** Required work **
The lines to extract run from the first line of the entries through the line that contains "Se houver texto"; reproduce exactly those lines and no others.

————

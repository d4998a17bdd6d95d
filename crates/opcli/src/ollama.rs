//! Client for a local Ollama instance running a vision model
//!
//! One POST to `/api/generate` with the screenshot attached as base64; the
//! free-text answer is parsed by `opcli_core::vision`.

use std::path::Path;
use std::time::Duration;

use base64::Engine;
use serde::{Deserialize, Serialize};

use opcli_core::vision::{parse_analysis_response, ImageAnalysis};

use crate::prelude::*;

pub const DEFAULT_BASE_URL: &str = "http://localhost:11434";

// Vision models are slow on consumer hardware.
const GENERATE_TIMEOUT: Duration = Duration::from_secs(120);

const SCREENSHOT_PROMPT: &str = "\
Esta é uma captura de tela de um software, terminal, IDE ou navegador.
Você é um desenvolvedor analisando um bug ou problema técnico.

Analise a imagem e forneça:
1. Um título curto (máximo 80 caracteres) descrevendo o problema ou erro
2. Uma descrição técnica do que você vê: mensagens de erro, stack traces, problemas de UI, etc.

Se houver texto de erro visível, transcreva-o exatamente.
Se for código, identifique a linguagem e o problema.

Responda em português no formato:
TITULO: <título técnico do problema>
DESCRICAO: <descrição técnica detalhada>";

#[derive(Debug, Serialize)]
struct GenerateRequest<'a> {
    model: &'a str,
    prompt: &'a str,
    #[serde(skip_serializing_if = "Vec::is_empty")]
    images: Vec<String>,
    stream: bool,
}

#[derive(Debug, Deserialize)]
struct GenerateResponse {
    response: String,
}

pub struct Client {
    http: reqwest::Client,
    base_url: String,
    model: String,
}

impl Client {
    /// Build a client for the given model, honoring `OLLAMA_HOST`.
    pub fn new(model: &str) -> Result<Self> {
        let base_url =
            std::env::var("OLLAMA_HOST").unwrap_or_else(|_| DEFAULT_BASE_URL.to_string());

        let http = reqwest::Client::builder()
            .timeout(GENERATE_TIMEOUT)
            .build()
            .map_err(|e| eyre!("failed to build HTTP client: {}", e))?;

        Ok(Self {
            http,
            base_url: base_url.trim_end_matches('/').to_string(),
            model: model.to_string(),
        })
    }

    /// Send an image plus a prompt to the model and return its raw answer.
    pub async fn analyze_image(&self, image_path: &Path, prompt: &str) -> Result<String> {
        let image = tokio::fs::read(image_path)
            .await
            .map_err(|e| eyre!("failed to read image '{}': {}", image_path.display(), e))?;

        let request = GenerateRequest {
            model: &self.model,
            prompt,
            images: vec![base64::engine::general_purpose::STANDARD.encode(image)],
            stream: false,
        };

        let response = self
            .http
            .post(format!("{}/api/generate", self.base_url))
            .json(&request)
            .send()
            .await
            .map_err(|e| eyre!("failed to reach Ollama: {}", e))?;

        if !response.status().is_success() {
            return Err(eyre!("Ollama returned status {}", response.status()));
        }

        let result: GenerateResponse = response
            .json()
            .await
            .map_err(|e| eyre!("failed to decode the Ollama response: {}", e))?;

        Ok(result.response)
    }

    /// Caption a screenshot into a title/description pair.
    pub async fn analyze_screenshot(&self, image_path: &Path) -> Result<ImageAnalysis> {
        let response = self.analyze_image(image_path, SCREENSHOT_PROMPT).await?;
        log::debug!("raw model response:\n{response}");
        Ok(parse_analysis_response(&response))
    }
}
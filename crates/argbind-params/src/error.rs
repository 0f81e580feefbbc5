//! Binding failures
//!
//! Every variant of [`ParamError`] raised while binding collapses into a
//! single client-facing outcome: `400 Bad Request` with the message
//! `Bad or missing value for <name>`. [`BindError`] carries the context that
//! is logged alongside.

use serde_json::Value;
use std::fmt;
use thiserror::Error;

use crate::types::ParamType;

/// Result alias for parameter operations
pub type ParamResult<T> = std::result::Result<T, ParamError>;

/// Subject used in messages when a failure is not tied to one parameter
pub const BODY_SUBJECT: &str = "request body";

/// A raw value that could not be converted to its declared type
#[derive(Debug, Error, Clone, PartialEq)]
pub enum ConversionError {
	#[error("Can't parse {0} as boolean")]
	InvalidBool(String),

	#[error("Can't parse {0} as integer")]
	InvalidInt(String),

	#[error("Can't parse {0} as ISO-8601 datetime")]
	InvalidDateTime(String),

	#[error("Can't parse {0} as ISO-8601 date")]
	InvalidDate(String),

	#[error("Can't use {0} as a list of strings")]
	InvalidList(String),

	#[error("Can't use {0} as a string")]
	InvalidString(String),

	#[error("expected a value of type {expected}, found {found}")]
	TypeMismatch { expected: ParamType, found: String },
}

/// Errors raised while resolving declared parameters
#[derive(Debug, Error)]
pub enum ParamError {
	#[error("Missing required parameter {0}")]
	MissingParameter(String),

	/// Same as `MissingParameter`, worded for query-only binding
	#[error("Missing required argument {0}")]
	MissingArgument(String),

	#[error("Invalid value for {name}: {source}")]
	Conversion {
		name: String,
		#[source]
		source: ConversionError,
	},

	#[error("No deserializer registered for type '{type_name}' of parameter {name}")]
	UnknownType { name: String, type_name: String },

	#[error("Malformed JSON body: {0}")]
	MalformedBody(#[from] serde_json::Error),

	#[error("JSON body must be an object, got {0}")]
	BodyNotObject(&'static str),

	/// A handler asked for an argument that was never bound
	#[error("Argument {0} was not bound")]
	NotBound(String),
}

/// A failed binding, with the context needed to diagnose it
#[derive(Debug)]
pub struct BindError {
	parameter: Option<String>,
	raw_value: Option<Value>,
	source: ParamError,
}

impl BindError {
	/// Failure tied to a declared parameter
	pub fn for_parameter(name: impl Into<String>, raw_value: Option<Value>, source: ParamError) -> Self {
		Self {
			parameter: Some(name.into()),
			raw_value,
			source,
		}
	}

	/// Failure reading the request body itself
	pub fn for_body(source: ParamError) -> Self {
		Self {
			parameter: None,
			raw_value: None,
			source,
		}
	}

	/// Name of the offending parameter, if the failure concerns one
	pub fn parameter(&self) -> Option<&str> {
		self.parameter.as_deref()
	}

	/// The raw value that failed to convert
	pub fn raw_value(&self) -> Option<&Value> {
		self.raw_value.as_ref()
	}

	pub fn error(&self) -> &ParamError {
		&self.source
	}

	/// What the client is told
	///
	/// # Examples
	///
	/// ```
	/// use argbind_params::{BindError, ParamError};
	///
	/// let error = BindError::for_parameter(
	/// 	"test",
	/// 	None,
	/// 	ParamError::MissingParameter("test".into()),
	/// );
	/// assert_eq!(error.client_message(), "Bad or missing value for test");
	/// ```
	pub fn client_message(&self) -> String {
		format!(
			"Bad or missing value for {}",
			self.parameter.as_deref().unwrap_or(BODY_SUBJECT)
		)
	}
}

impl fmt::Display for BindError {
	fn fmt(&self, f: &mut fmt::Formatter<'_>) -> fmt::Result {
		write!(
			f,
			"{}: {}",
			self.parameter.as_deref().unwrap_or(BODY_SUBJECT),
			self.source
		)
	}
}

impl std::error::Error for BindError {
	fn source(&self) -> Option<&(dyn std::error::Error + 'static)> {
		Some(&self.source)
	}
}

impl From<BindError> for argbind_http::Error {
	fn from(error: BindError) -> Self {
		argbind_http::Error::BadRequest(error.client_message())
	}
}

// Outside of binding a ParamError means the handler and its signature
// disagree, which is a server-side fault.
impl From<ParamError> for argbind_http::Error {
	fn from(error: ParamError) -> Self {
		argbind_http::Error::Internal(error.to_string())
	}
}
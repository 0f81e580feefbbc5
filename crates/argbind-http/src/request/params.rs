use super::Request;
use hyper::Uri;
use std::collections::HashMap;

/// Decoded query string parameters
///
/// A key may occur several times in a query string (`?e=a&e=b`); every
/// occurrence is kept, in order.
#[derive(Debug, Clone, Default, PartialEq, Eq)]
pub struct QueryParams(HashMap<String, Vec<String>>);

impl QueryParams {
	/// Parse a raw (still percent-encoded) query string
	///
	/// `+` decodes to a space. Pairs without `=` get an empty value.
	///
	/// # Examples
	///
	/// ```
	/// use argbind_http::QueryParams;
	///
	/// let params = QueryParams::parse("b=test&e=a,b&name=John%20Doe&e=c");
	/// assert_eq!(params.get("b"), Some("test"));
	/// assert_eq!(params.get("name"), Some("John Doe"));
	/// assert_eq!(params.get_all("e"), Some(&["a,b".to_string(), "c".to_string()][..]));
	/// ```
	pub fn parse(query: &str) -> Self {
		let pairs: Vec<(String, String)> = serde_urlencoded::from_str(query).unwrap_or_default();

		let mut map: HashMap<String, Vec<String>> = HashMap::new();
		for (key, value) in pairs {
			map.entry(key).or_default().push(value);
		}
		Self(map)
	}

	/// First value for a key
	pub fn get(&self, name: &str) -> Option<&str> {
		self.0
			.get(name)
			.and_then(|values| values.first())
			.map(String::as_str)
	}

	/// Every value for a key, in query order
	pub fn get_all(&self, name: &str) -> Option<&[String]> {
		self.0.get(name).map(Vec::as_slice)
	}

	pub fn contains(&self, name: &str) -> bool {
		self.0.contains_key(name)
	}

	pub fn iter(&self) -> impl Iterator<Item = (&str, &[String])> {
		self.0.iter().map(|(k, v)| (k.as_str(), v.as_slice()))
	}

	pub fn len(&self) -> usize {
		self.0.len()
	}

	pub fn is_empty(&self) -> bool {
		self.0.is_empty()
	}
}

impl Request {
	/// Parse query parameters from URI
	pub(super) fn parse_query_params(uri: &Uri) -> QueryParams {
		uri.query().map(QueryParams::parse).unwrap_or_default()
	}

	/// Get the request path
	///
	/// # Examples
	///
	/// ```
	/// use argbind_http::{Method, Request};
	///
	/// let request = Request::builder()
	/// 	.method(Method::GET)
	/// 	.uri("/list?test=one,two,three")
	/// 	.build()
	/// 	.unwrap();
	///
	/// assert_eq!(request.path(), "/list");
	/// ```
	pub fn path(&self) -> &str {
		self.uri.path()
	}

	/// Set a path parameter (used by routers for path variable extraction)
	///
	/// # Examples
	///
	/// ```
	/// use argbind_http::{Method, Request};
	///
	/// let mut request = Request::builder()
	/// 	.method(Method::GET)
	/// 	.uri("/me/42/birthdate")
	/// 	.build()
	/// 	.unwrap();
	///
	/// request.set_path_param("id", "42");
	/// assert_eq!(request.path_param("id"), Some("42"));
	/// ```
	pub fn set_path_param(&mut self, key: impl Into<String>, value: impl Into<String>) {
		self.path_params.insert(key.into(), value.into());
	}

	/// Get a path parameter extracted by the router
	pub fn path_param(&self, name: &str) -> Option<&str> {
		self.path_params.get(name).map(String::as_str)
	}
}
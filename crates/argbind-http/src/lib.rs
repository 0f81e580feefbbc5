//! # argbind HTTP
//!
//! The host boundary of argbind: the request a router hands to a wrapped
//! handler, the response it gets back, and the error type that turns a
//! failed binding into `400 Bad Request`.
//!
//! The server and the router stay outside of this crate. A router is expected
//! to build a [`Request`], record the values it extracted from the URL path
//! with [`Request::set_path_param`] and call [`Handler::handle`].
//!
//! ```rust
//! use argbind_http::{Handler, Request, Response, Result};
//! use async_trait::async_trait;
//!
//! struct Hello;
//!
//! #[async_trait]
//! impl Handler for Hello {
//! 	async fn handle(&self, _request: Request) -> Result<Response> {
//! 		Ok(Response::ok().with_body("Hello!"))
//! 	}
//! }
//! ```

pub mod error;
pub mod handler;
pub mod request;
pub mod response;

pub use error::{Error, Result};
pub use handler::Handler;
pub use request::{QueryParams, Request, RequestBuilder};
pub use response::Response;

// Re-exported so downstream crates name the same HTTP types.
pub use bytes::Bytes;
pub use hyper::{HeaderMap, Method, StatusCode, Uri, Version};
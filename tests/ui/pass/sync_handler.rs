use argbind::prelude::*;

#[parse_parameters]
fn echo(req: Request, r#type: String) -> Result<Response> {
	Ok(Response::ok().with_body(format!("{} {}", req.path(), r#type)))
}

fn main() {
	let signature = EchoHandler::signature();
	assert_eq!(signature.request_arg(), "req");
	assert!(signature.get("type").is_some());
	let _ = EchoHandler::binder();
}
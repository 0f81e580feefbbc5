//! Per-request raw value sources

use argbind_http::{QueryParams, Request};
use serde_json::{Map, Value};

use crate::error::ParamError;

/// Where declared parameters are read from for one request
#[derive(Debug, Clone, Copy, PartialEq, Eq)]
pub enum SourceKind {
	/// The query string
	Query,
	/// Top-level members of a JSON object body
	Body,
}

/// Name → raw value mapping for a single request
#[derive(Debug, Clone, Default, PartialEq)]
pub struct RawSource {
	values: Map<String, Value>,
}

impl RawSource {
	/// Query parameters as raw values
	///
	/// Each key maps to the string given at its first occurrence; later
	/// repeats of the same key are ignored.
	///
	/// # Examples
	///
	/// ```
	/// use argbind_http::QueryParams;
	/// use argbind_params::RawSource;
	/// use serde_json::json;
	///
	/// let source = RawSource::from_query(&QueryParams::parse("test=10&test=20&e=a,b&e=c"));
	/// assert_eq!(source.get("test"), Some(&json!("10")));
	/// assert_eq!(source.get("e"), Some(&json!("a,b")));
	/// ```
	pub fn from_query(query: &QueryParams) -> Self {
		let values = query
			.iter()
			.filter_map(|(name, values)| {
				let first = values.first()?;
				Some((name.to_string(), Value::String(first.clone())))
			})
			.collect();
		Self { values }
	}

	/// Members of a JSON object body; an empty body is an empty source
	///
	/// # Errors
	///
	/// [`ParamError::MalformedBody`] if the body is not JSON, and
	/// [`ParamError::BodyNotObject`] if it is JSON but not an object.
	///
	/// # Examples
	///
	/// ```
	/// use argbind_params::{ParamError, RawSource};
	/// use serde_json::json;
	///
	/// let source = RawSource::from_body(br#"{"test": 10}"#).unwrap();
	/// assert_eq!(source.get("test"), Some(&json!(10)));
	///
	/// assert!(RawSource::from_body(b"").unwrap().is_empty());
	/// assert!(matches!(RawSource::from_body(b"[1]"), Err(ParamError::BodyNotObject("array"))));
	/// ```
	pub fn from_body(body: &[u8]) -> Result<Self, ParamError> {
		if body.is_empty() {
			return Ok(Self::default());
		}

		match serde_json::from_slice::<Value>(body)? {
			Value::Object(values) => Ok(Self { values }),
			other => Err(ParamError::BodyNotObject(json_kind(&other))),
		}
	}

	/// Read the source of the given kind from a request
	pub fn from_request(request: &Request, kind: SourceKind) -> Result<Self, ParamError> {
		match kind {
			SourceKind::Query => Ok(Self::from_query(&request.query_params)),
			SourceKind::Body => Self::from_body(&request.body),
		}
	}

	pub fn get(&self, name: &str) -> Option<&Value> {
		self.values.get(name)
	}

	pub fn contains(&self, name: &str) -> bool {
		self.values.contains_key(name)
	}

	pub fn len(&self) -> usize {
		self.values.len()
	}

	pub fn is_empty(&self) -> bool {
		self.values.is_empty()
	}
}

fn json_kind(value: &Value) -> &'static str {
	match value {
		Value::Null => "null",
		Value::Bool(_) => "boolean",
		Value::Number(_) => "number",
		Value::String(_) => "string",
		Value::Array(_) => "array",
		Value::Object(_) => "object",
	}
}
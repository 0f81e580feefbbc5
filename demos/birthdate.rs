//! Drives a `#[parse_parameters]` handler with a few hand-built requests.
//!
//! ```text
//! RUST_LOG=argbind=debug cargo run --example birthdate
//! ```

use argbind::prelude::*;
use chrono::NaiveDateTime;
use tracing_subscriber::EnvFilter;

/// `GET /me/<id>/birthdate?birthdate=...`
#[parse_parameters]
async fn birthdate(_request: Request, id: String, birthdate: NaiveDateTime) -> Result<Response> {
	Response::json(&serde_json::json!({
		"id": id,
		"birthdate": argbind::params::temporal::format_datetime(&birthdate),
	}))
}

fn route(id: &str, query: &str) -> Result<Request> {
	Request::builder()
		.method(Method::GET)
		.uri(format!("/me/{}/birthdate?{}", id, query))
		.path_param("id", id)
		.build()
}

#[tokio::main]
async fn main() -> Result<()> {
	tracing_subscriber::fmt()
		.with_env_filter(
			EnvFilter::try_from_default_env().unwrap_or_else(|_| EnvFilter::new("argbind=warn")),
		)
		.init();

	let requests = [
		route("42", "birthdate=1990-04-01T08:30:00")?,
		route("42", "birthdate=1990-04-01")?,
		route("42", "birthdate=yesterday")?,
		route("42", "")?,
	];

	for request in requests {
		let uri = request.uri.to_string();
		let response = match BirthdateHandler.handle(request).await {
			Ok(response) => response,
			Err(error) => error.into_response(),
		};
		println!(
			"{} -> {} {}",
			uri,
			response.status,
			String::from_utf8_lossy(&response.body)
		);
	}

	Ok(())
}
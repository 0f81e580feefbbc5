//! Errors surfaced to the host framework

use hyper::StatusCode;
use thiserror::Error;

/// Result alias used by handlers
pub type Result<T> = std::result::Result<T, Error>;

/// Failure returned by a handler, mapped to an HTTP status by the host.
#[derive(Debug, Error)]
pub enum Error {
	/// The client sent a request that could not be bound or understood (400)
	#[error("{0}")]
	BadRequest(String),

	/// The requested resource does not exist (404)
	#[error("Not found: {0}")]
	NotFound(String),

	/// A fault on the server side (500)
	#[error("Internal server error: {0}")]
	Internal(String),

	/// A response body could not be serialized (500)
	#[error("Serialization error: {0}")]
	Serialization(String),

	/// Request construction failed, e.g. an unparsable URI
	#[error("Invalid request: {0}")]
	InvalidRequest(String),
}

impl Error {
	/// HTTP status code for this error
	///
	/// # Examples
	///
	/// ```
	/// use argbind_http::Error;
	///
	/// let error = Error::BadRequest("Bad or missing value for test".to_string());
	/// assert_eq!(error.status_code(), 400);
	/// assert_eq!(error.to_string(), "Bad or missing value for test");
	/// ```
	pub fn status_code(&self) -> u16 {
		self.status().as_u16()
	}

	/// Typed variant of [`Error::status_code`]
	pub fn status(&self) -> StatusCode {
		match self {
			Error::BadRequest(_) | Error::InvalidRequest(_) => StatusCode::BAD_REQUEST,
			Error::NotFound(_) => StatusCode::NOT_FOUND,
			Error::Internal(_) | Error::Serialization(_) => StatusCode::INTERNAL_SERVER_ERROR,
		}
	}

	/// Returns true for errors the client is responsible for
	pub fn is_client_error(&self) -> bool {
		self.status().is_client_error()
	}

	/// Render as a response with a `{"error": message}` JSON body
	pub fn into_response(self) -> crate::Response {
		crate::Response::from(self)
	}
}

impl From<serde_json::Error> for Error {
	fn from(error: serde_json::Error) -> Self {
		Error::Serialization(error.to_string())
	}
}
//! Helper functions for dynamic crate path resolution using proc_macro_crate

use proc_macro2::TokenStream;
use quote::quote;

/// Resolves the path to the argbind facade crate dynamically.
///
/// Supports renamed dependencies. Inside the facade itself `::argbind` is
/// used, which the facade declares with `extern crate self as argbind`.
pub(crate) fn get_argbind_crate() -> syn::Result<TokenStream> {
	use proc_macro_crate::{FoundCrate, crate_name};

	match crate_name("argbind") {
		Ok(FoundCrate::Itself) => Ok(quote!(::argbind)),
		Ok(FoundCrate::Name(name)) => {
			let ident = syn::Ident::new(&name, proc_macro2::Span::call_site());
			Ok(quote!(::#ident))
		}
		Err(e) => Err(syn::Error::new(
			proc_macro2::Span::call_site(),
			format!(
				"failed to resolve `argbind` crate: {}. Ensure it is listed in Cargo.toml dependencies.",
				e
			),
		)),
	}
}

————

** Response box **
repository d4998a17bdd6d95d
filename crates/opcli/src/ollama.rs
//! Client for a local Ollama instance running a vision model
//!
//! One POST to `/api/generate` with the screenshot attached as base64; the
//! free-text answer is parsed by `opcli_core::vision`.

use std::path::Path;
use std::time::Duration;

use base64::Engine;
use serde::{Deserialize, Serialize};

use opcli_core::vision::{parse_analysis_response, ImageAnalysis};

use crate::prelude::*;

pub const DEFAULT_BASE_URL: &str = "http://localhost:11434";

// Vision models are slow on consumer hardware.
const GENERATE_TIMEOUT: Duration = Duration::from_secs(120);

const SCREENSHOT_PROMPT: &str = "\
Esta é uma captura de tela de um software, terminal, IDE ou navegador.
Você é um desenvolvedor analisando um bug ou problema técnico.

Analise a imagem e forneça:
1. Um título curto (máximo 80 caracteres) descrevendo o problema ou erro
2. Uma descrição técnica do que você vê: mensagens de erro, stack traces, problemas de UI, etc.

Se houver texto de erro visível, transcreva-o exatamente.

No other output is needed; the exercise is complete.